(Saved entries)

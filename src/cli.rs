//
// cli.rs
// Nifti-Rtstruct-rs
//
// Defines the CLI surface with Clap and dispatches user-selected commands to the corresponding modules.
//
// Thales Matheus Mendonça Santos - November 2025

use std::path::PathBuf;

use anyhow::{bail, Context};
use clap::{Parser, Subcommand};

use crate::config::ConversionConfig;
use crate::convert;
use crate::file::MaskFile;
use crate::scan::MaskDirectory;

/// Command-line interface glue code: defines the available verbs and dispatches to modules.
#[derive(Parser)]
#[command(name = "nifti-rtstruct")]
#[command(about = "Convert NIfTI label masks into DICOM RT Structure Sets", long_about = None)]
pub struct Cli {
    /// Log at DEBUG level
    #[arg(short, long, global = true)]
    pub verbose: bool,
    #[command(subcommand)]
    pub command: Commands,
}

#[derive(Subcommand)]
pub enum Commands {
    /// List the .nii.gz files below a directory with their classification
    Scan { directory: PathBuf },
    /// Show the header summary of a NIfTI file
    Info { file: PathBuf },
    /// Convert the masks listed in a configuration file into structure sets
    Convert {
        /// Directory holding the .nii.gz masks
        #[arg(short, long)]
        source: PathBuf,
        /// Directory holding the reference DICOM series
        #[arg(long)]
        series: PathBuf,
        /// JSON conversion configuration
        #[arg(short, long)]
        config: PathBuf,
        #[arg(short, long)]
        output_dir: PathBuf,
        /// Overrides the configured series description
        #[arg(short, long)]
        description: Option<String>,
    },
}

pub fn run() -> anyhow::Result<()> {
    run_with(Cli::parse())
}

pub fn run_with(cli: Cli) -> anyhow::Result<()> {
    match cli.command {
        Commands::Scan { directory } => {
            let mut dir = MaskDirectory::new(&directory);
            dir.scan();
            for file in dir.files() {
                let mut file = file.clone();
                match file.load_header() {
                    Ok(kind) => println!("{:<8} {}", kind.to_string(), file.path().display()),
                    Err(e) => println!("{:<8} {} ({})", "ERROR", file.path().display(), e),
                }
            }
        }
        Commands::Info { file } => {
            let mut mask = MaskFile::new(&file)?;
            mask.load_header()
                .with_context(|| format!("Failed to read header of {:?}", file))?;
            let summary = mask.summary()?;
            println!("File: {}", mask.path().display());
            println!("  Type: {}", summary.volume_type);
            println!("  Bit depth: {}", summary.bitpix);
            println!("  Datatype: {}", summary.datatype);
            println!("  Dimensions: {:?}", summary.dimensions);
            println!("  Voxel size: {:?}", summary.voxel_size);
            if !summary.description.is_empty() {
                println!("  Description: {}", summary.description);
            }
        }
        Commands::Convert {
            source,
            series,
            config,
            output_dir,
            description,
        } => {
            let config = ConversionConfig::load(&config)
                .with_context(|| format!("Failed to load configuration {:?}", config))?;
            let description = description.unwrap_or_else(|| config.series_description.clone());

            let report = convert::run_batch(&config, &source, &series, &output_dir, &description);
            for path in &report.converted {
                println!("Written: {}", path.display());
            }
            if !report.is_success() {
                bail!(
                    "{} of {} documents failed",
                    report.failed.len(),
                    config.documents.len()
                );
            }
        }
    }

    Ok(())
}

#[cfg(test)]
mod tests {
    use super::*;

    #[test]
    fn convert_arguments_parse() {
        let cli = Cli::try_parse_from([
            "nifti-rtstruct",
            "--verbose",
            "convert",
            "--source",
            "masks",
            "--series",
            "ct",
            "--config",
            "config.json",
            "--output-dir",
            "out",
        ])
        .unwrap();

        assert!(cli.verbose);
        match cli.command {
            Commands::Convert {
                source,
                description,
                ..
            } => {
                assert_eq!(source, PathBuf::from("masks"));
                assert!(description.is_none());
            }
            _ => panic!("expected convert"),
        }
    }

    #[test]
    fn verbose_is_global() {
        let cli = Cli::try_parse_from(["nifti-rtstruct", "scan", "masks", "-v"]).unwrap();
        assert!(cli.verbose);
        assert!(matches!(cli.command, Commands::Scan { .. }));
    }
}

---

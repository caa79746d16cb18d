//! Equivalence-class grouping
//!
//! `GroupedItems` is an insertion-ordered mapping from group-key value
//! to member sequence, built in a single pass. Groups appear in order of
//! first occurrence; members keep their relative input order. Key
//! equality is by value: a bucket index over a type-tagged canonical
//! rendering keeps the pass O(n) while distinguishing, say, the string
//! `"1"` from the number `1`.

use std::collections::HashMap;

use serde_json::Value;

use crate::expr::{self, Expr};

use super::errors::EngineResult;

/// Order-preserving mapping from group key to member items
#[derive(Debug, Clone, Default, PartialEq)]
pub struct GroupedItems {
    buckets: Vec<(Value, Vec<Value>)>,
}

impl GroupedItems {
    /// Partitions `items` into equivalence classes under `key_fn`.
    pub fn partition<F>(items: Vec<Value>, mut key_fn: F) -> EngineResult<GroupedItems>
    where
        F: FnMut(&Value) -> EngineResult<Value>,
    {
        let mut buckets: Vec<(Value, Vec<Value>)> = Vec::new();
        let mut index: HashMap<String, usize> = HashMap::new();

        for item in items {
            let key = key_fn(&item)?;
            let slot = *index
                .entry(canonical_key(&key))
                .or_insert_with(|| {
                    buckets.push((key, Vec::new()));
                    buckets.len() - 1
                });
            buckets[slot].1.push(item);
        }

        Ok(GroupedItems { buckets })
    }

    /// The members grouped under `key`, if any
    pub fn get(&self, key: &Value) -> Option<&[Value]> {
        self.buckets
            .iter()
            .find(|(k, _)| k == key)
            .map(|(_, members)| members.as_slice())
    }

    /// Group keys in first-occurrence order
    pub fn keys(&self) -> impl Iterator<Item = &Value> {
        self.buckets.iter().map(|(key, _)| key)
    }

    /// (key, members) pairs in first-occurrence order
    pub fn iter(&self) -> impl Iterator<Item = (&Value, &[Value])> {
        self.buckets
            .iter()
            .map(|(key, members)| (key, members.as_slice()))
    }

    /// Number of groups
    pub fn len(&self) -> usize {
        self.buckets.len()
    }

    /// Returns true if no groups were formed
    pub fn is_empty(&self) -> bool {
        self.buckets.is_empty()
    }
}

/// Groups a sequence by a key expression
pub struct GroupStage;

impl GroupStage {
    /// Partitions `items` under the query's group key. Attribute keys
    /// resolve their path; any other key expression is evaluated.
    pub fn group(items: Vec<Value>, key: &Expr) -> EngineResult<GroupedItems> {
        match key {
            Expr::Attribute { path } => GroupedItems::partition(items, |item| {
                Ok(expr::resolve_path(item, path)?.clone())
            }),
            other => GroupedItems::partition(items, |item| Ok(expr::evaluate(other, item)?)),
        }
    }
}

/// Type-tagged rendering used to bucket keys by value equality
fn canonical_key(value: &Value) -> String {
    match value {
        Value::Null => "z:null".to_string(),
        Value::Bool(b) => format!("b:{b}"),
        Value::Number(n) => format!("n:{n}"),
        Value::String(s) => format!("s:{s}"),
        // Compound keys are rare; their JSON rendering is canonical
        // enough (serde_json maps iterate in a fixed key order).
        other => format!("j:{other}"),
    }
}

→ ACTION ITEM: Reproduce only the lines above, starting at the line with "filename src/cli.rs" and ending at the line with "pub enum Commands", exactly as written.

→ TASK OUTPUT:
filename src/cli.rs
//
// cli.rs
// Nifti-Rtstruct-rs
//
// Defines the CLI surface with Clap and dispatches user-selected commands to the corresponding modules.
//
// Thales Matheus Mendonça Santos - November 2025

use std::path::PathBuf;

use anyhow::{bail, Context};
use clap::{Parser, Subcommand};

use crate::config::ConversionConfig;
use crate::convert;
use crate::file::MaskFile;
use crate::scan::MaskDirectory;

/// Command-line interface glue code: defines the available verbs and dispatches to modules.
#[derive(Parser)]
#[command(name = "nifti-rtstruct")]
#[command(about = "Convert NIfTI label masks into DICOM RT Structure Sets", long_about = None)]
pub struct Cli {
    /// Log at DEBUG level
    #[arg(short, long, global = true)]
    pub verbose: bool,
    #[command(subcommand)]
    pub command: Commands,
}

#[derive(Subcommand)]
pub enum Commands {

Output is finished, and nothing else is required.